Work to be completed: Print out every record exactly as it appears.
[Data to process Boundary: Start]
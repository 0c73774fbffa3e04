//! Session - everything the views of one signed-in user share
//!
//! The session owns the CMS port, the event bus, the pending-change registry
//! and the placeholder id generator. Each feature service created from it is
//! one view with its own copy of a collection; services created from the same
//! session see each other's changes.

use std::sync::Arc;

use coursemart_domain::LocalId;

use crate::application::optimistic::{OptimisticStore, PendingMutations};
use crate::application::services::{CartService, FriendRequestService, WishlistService};
use crate::config::ClientConfig;
use crate::infrastructure::clock::{LocalIdGenerator, SystemClock};
use crate::infrastructure::messaging::{EventBus, SessionBus, SessionCollection};
use crate::ports::outbound::{ClockPort, CmsPort, Notice};

#[derive(Clone)]
pub struct Session {
    cms: Arc<dyn CmsPort>,
    config: ClientConfig,
    pending: PendingMutations,
    ids: Arc<LocalIdGenerator>,
    bus: SessionBus,
}

impl Session {
    /// Create a session backed by `cms`, using the system clock
    pub fn new(cms: Arc<dyn CmsPort>, config: ClientConfig) -> Self {
        Self::with_clock(cms, config, Arc::new(SystemClock::new()))
    }

    /// Create a session with an injected clock for placeholder ids
    pub fn with_clock(cms: Arc<dyn CmsPort>, config: ClientConfig, clock: Arc<dyn ClockPort>) -> Self {
        Self {
            cms,
            config,
            pending: PendingMutations::new(),
            ids: Arc::new(LocalIdGenerator::new(clock)),
            bus: SessionBus::new(),
        }
    }

    pub fn config(&self) -> &ClientConfig {
        &self.config
    }

    pub fn cms(&self) -> Arc<dyn CmsPort> {
        Arc::clone(&self.cms)
    }

    pub fn bus(&self) -> &SessionBus {
        &self.bus
    }

    pub fn pending(&self) -> &PendingMutations {
        &self.pending
    }

    /// Transient user-facing messages from every view of the session
    pub fn notices(&self) -> &EventBus<Notice> {
        self.bus.notices()
    }

    pub fn next_local_id(&self) -> LocalId {
        self.ids.next_id()
    }

    /// Mount a new, empty view of the `T` collection
    pub fn store<T: SessionCollection>(&self) -> OptimisticStore<T> {
        OptimisticStore::new(self.bus.clone(), self.pending.clone(), self.config.clone())
    }

    pub fn cart(&self) -> CartService {
        CartService::new(self)
    }

    pub fn wishlist(&self) -> WishlistService {
        WishlistService::new(self)
    }

    pub fn friend_requests(&self) -> FriendRequestService {
        FriendRequestService::new(self)
    }
}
[Data to process Boundary: End]
Result of this task:
repository 0c73774fbffa3e04
//! Session - everything the views of one signed-in user share
//!
//! The session owns the CMS port, the event bus, the pending-change registry
//! and the placeholder id generator. Each feature service created from it is
//! one view with its own copy of a collection; services created from the same
//! session see each other's changes.

use std::sync::Arc;

use coursemart_domain::LocalId;

use crate::application::optimistic::{OptimisticStore, PendingMutations};
use crate::application::services::{CartService, FriendRequestService, WishlistService};
use crate::config::ClientConfig;
use crate::infrastructure::clock::{LocalIdGenerator, SystemClock};
use crate::infrastructure::messaging::{EventBus, SessionBus, SessionCollection};
use crate::ports::outbound::{ClockPort, CmsPort, Notice};

#[derive(Clone)]
pub struct Session {
    cms: Arc<dyn CmsPort>,
    config: ClientConfig,
    pending: PendingMutations,
    ids: Arc<LocalIdGenerator>,
    bus: SessionBus,
}

impl Session {
    /// Create a session backed by `cms`, using the system clock
    pub fn new(cms: Arc<dyn CmsPort>, config: ClientConfig) -> Self {
        Self::with_clock(cms, config, Arc::new(SystemClock::new()))
    }

    /// Create a session with an injected clock for placeholder ids
    pub fn with_clock(cms: Arc<dyn CmsPort>, config: ClientConfig, clock: Arc<dyn ClockPort>) -> Self {
        Self {
            cms,
            config,
            pending: PendingMutations::new(),
            ids: Arc::new(LocalIdGenerator::new(clock)),
            bus: SessionBus::new(),
        }
    }

    pub fn config(&self) -> &ClientConfig {
        &self.config
    }

    pub fn cms(&self) -> Arc<dyn CmsPort> {
        Arc::clone(&self.cms)
    }

    pub fn bus(&self) -> &SessionBus {
        &self.bus
    }

    pub fn pending(&self) -> &PendingMutations {
        &self.pending
    }

    /// Transient user-facing messages from every view of the session
    pub fn notices(&self) -> &EventBus<Notice> {
        self.bus.notices()
    }

    pub fn next_local_id(&self) -> LocalId {
        self.ids.next_id()
    }

    /// Mount a new, empty view of the `T` collection
    pub fn store<T: SessionCollection>(&self) -> OptimisticStore<T> {
        OptimisticStore::new(self.bus.clone(), self.pending.clone(), self.config.clone())
    }

    pub fn cart(&self) -> CartService {
        CartService::new(self)
    }

    pub fn wishlist(&self) -> WishlistService {
        WishlistService::new(self)
    }

    pub fn friend_requests(&self) -> FriendRequestService {
        FriendRequestService::new(self)
    }
}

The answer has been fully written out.